The impacts generated on the environment and health attributed to human action have been widely documented. There is data that shows that a total of natural resources exceeding 60 billion tons per year have been extracted so far in the 21st century, at the same time the richest 10% of the world’s population monopolized 40% of the energy and 27% of the materials [22].

Climate change has been another factor that adds to the environmental challenges in the era of the so-called “anthropocene”. In recent decades, climate changes have shown their effects on ecosystems, productive sectors and society. In agriculture, these impacts are reflected in the yield of crops, affecting in a more profound way the sectors of the population living in poverty, since they have fewer possibilities of generating resilience strategies in the face of predatory rules imposed by the market. In the same way, the possibility of protecting the places they inhabit due to hydrometeorological phenomena is annulled.

Diseases related to the effects of climate change such as the case of vectors such as the mosquito that transmits dengue and malaria, likewise, increases in mortality associated with extreme heat events have been documented [23]. The increasing and accelerated pace of demand for natural resources and energy has generated negative impacts on ecosystems, as well as serious socio-environmental consequences. As biophysical limits continue to be transgressed, we will see more and more irreversible and damaging effects on health, nature and coexistence systems, with the danger of falling into a deterioration that generates new pathologies, ailments and impossible health problems to elucidate in the short and medium term.
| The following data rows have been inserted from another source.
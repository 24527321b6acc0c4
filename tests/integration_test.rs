use assert_cmd::Command;
use std::fs;
use std::path::Path;
use std::process::Output;
use tempfile::TempDir;

#[test]
fn exit_immediately() {
    let dir = TempDir::new().unwrap();
    let output = run(dir.path(), "6\n");
    let stdout = String::from_utf8_lossy(&output.stdout);
    assert!(output.status.success());
    assert!(stdout.contains("Thank you for using the system."));
}

#[test]
fn end_of_input_exits_cleanly() {
    let dir = TempDir::new().unwrap();
    let output = run(dir.path(), "5\n");
    let stdout = String::from_utf8_lossy(&output.stdout);
    assert!(output.status.success());
    assert!(stdout.contains("No accounts found."));
}

#[test]
fn create_deposit_withdraw_and_check_balance() {
    let dir = TempDir::new().unwrap();
    let output = run(
        dir.path(),
        "1\nA1\nAlice\nSavings\n2\nA1\n500.00\n3\nA1\n200\n4\nA1\n6\n",
    );
    let stdout = String::from_utf8_lossy(&output.stdout);
    assert!(output.status.success());
    assert!(stdout.contains("Account created successfully."));
    assert!(stdout.contains("Deposited 500.00 successfully into account A1."));
    assert!(stdout.contains("Withdrawn 200.00 successfully from account A1."));
    assert!(stdout.contains("Account: A1 | Holder: Alice | Type: Savings | Balance: 300.00"));
}

#[test]
fn withdrawal_past_balance_is_refused() {
    let dir = TempDir::new().unwrap();
    let output = run(
        dir.path(),
        "1\nA1\nAlice\nSavings\n2\nA1\n100\n3\nA1\n1000\n4\nA1\n6\n",
    );
    let stdout = String::from_utf8_lossy(&output.stdout);
    assert!(output.status.success());
    assert!(stdout.contains("Insufficient balance"));
    assert!(stdout.contains("Balance: 100.00"));
}

#[test]
fn non_positive_deposit_is_refused() {
    let dir = TempDir::new().unwrap();
    let output = run(dir.path(), "1\nA1\nAlice\nSavings\n2\nA1\n-5\n4\nA1\n6\n");
    let stdout = String::from_utf8_lossy(&output.stdout);
    assert!(output.status.success());
    assert!(stdout.contains("Amount must be positive."));
    assert!(stdout.contains("Balance: 0.00"));
}

#[test]
fn unparseable_amount_is_refused() {
    let dir = TempDir::new().unwrap();
    let output = run(dir.path(), "1\nA1\nAlice\nSavings\n2\nA1\nlots\n4\nA1\n6\n");
    let stdout = String::from_utf8_lossy(&output.stdout);
    assert!(output.status.success());
    assert!(stdout.contains("Invalid amount."));
    assert!(stdout.contains("Balance: 0.00"));
}

#[test]
fn duplicate_account_is_refused() {
    let dir = TempDir::new().unwrap();
    let output = run(
        dir.path(),
        "1\nA1\nAlice\nSavings\n1\nA1\nMallory\nCurrent\n6\n",
    );
    let stdout = String::from_utf8_lossy(&output.stdout);
    assert!(output.status.success());
    assert!(stdout.contains("Account already exists: A1"));
}

#[test]
fn unknown_account_reports_not_found() {
    let dir = TempDir::new().unwrap();
    let output = run(dir.path(), "4\nA9\n6\n");
    let stdout = String::from_utf8_lossy(&output.stdout);
    assert!(output.status.success());
    assert!(stdout.contains("Account not found: A9"));
}

#[test]
fn invalid_menu_choice_reprompts() {
    let dir = TempDir::new().unwrap();
    let output = run(dir.path(), "9\n6\n");
    let stdout = String::from_utf8_lossy(&output.stdout);
    assert!(output.status.success());
    assert!(stdout.contains("Invalid choice. Try again."));
    assert!(stdout.contains("Thank you for using the system."));
}

#[test]
fn state_persists_between_runs() {
    let dir = TempDir::new().unwrap();

    let output = run(dir.path(), "1\nA1\nAlice\nSavings\n2\nA1\n500.00\n6\n");
    assert!(output.status.success());

    let contents = fs::read_to_string(dir.path().join("accounts.txt")).unwrap();
    assert_eq!(contents, "A1,Alice,Savings,500.00\n");

    let output = run(dir.path(), "4\nA1\n6\n");
    let stdout = String::from_utf8_lossy(&output.stdout);
    assert!(output.status.success());
    assert!(stdout.contains("Account: A1 | Holder: Alice | Type: Savings | Balance: 500.00"));
}

#[test]
fn malformed_records_are_tolerated() {
    let dir = TempDir::new().unwrap();
    fs::write(
        dir.path().join("accounts.txt"),
        "this is junk\nA1,Alice,Savings,250.00\nB2,Bob,Current,not-a-number\n",
    )
    .unwrap();

    let output = run(dir.path(), "5\n6\n");
    let stdout = String::from_utf8_lossy(&output.stdout);
    assert!(output.status.success());
    assert!(stdout.contains("Account: A1 | Holder: Alice | Type: Savings | Balance: 250.00"));
    assert!(!stdout.contains("Holder: Bob"));
}

#[test]
fn store_path_argument_overrides_default() {
    let dir = TempDir::new().unwrap();
    let path = dir.path().join("elsewhere.txt");

    let mut cmd = Command::cargo_bin("teller").unwrap();
    let output = cmd
        .arg(&path)
        .current_dir(dir.path())
        .write_stdin("1\nA1\nAlice\nCurrent\n6\n")
        .output()
        .unwrap();

    assert!(output.status.success());
    let contents = fs::read_to_string(&path).unwrap();
    assert_eq!(contents, "A1,Alice,Current,0.00\n");
}

fn run(dir: &Path, script: &str) -> Output {
    let mut cmd = Command::cargo_bin("teller").unwrap();
    cmd.current_dir(dir).write_stdin(script).output().unwrap()
}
Hence the need to pay special attention to this process to carry out actions that allow us to have a more harmonious relationship with our environment and therefore a better quality of life.

The latest estimates indicate that in Mexico about 50% of natural ecosystems have been lost, the main effects have been in ecosystems that are more productive, accessible and with better soils. The forests have been the terrestrial ecosystems of the country that have suffered the greatest disturbances due to human activities, both in eliminated and degraded areas [23]. The factors associated with the loss of habitat are related to the change of land use to give way to agricultural, livestock, industrial, tourism, oil and mining activities, among others [24].

In addition to the above, the water quality indicators show that 12 million people lack access to drinking water, 102 of the 653 aquifers in Mexico are overexploited, 46% of the water is lost due to leaks in the supply networks, 80% of water bodies present some type of contamination by industrial discharges [25]. Water contamination is a public health problem, digestive system diseases derived from consuming contaminated water are the third most important cause of infant death in Mexico [26, 27].

2.1 Environmental and health situation in Mexico

Likewise, the generation of urban solid waste (MSW) in Mexico reached 53.1 million tons in 2015. The increase in the generation of urban solid waste can be explained as a result of multiple factors, recognizing urban growth among the most important, industrial development and the change in consumption patterns of the population. The environmental and health consequences of the increase in MSW are presented through factors such as: the generation of biogases, contamination of soils and bodies of water, as well as the proliferation of harmful fauna and transmission of diseases [26, 28].

The global burden of diseases attributed to environmental factors is estimated at around 25% of the total for the general population and around 38% for the child population. The increase in non-communicable diseases and obesity rates in Mexico are alarming, there are several factors that have triggered this phenomenon, one of them is the high consumption of sugary drinks and ultra-processed products with high amounts of fats or sugars, low in content. Fiber and refined flours [29].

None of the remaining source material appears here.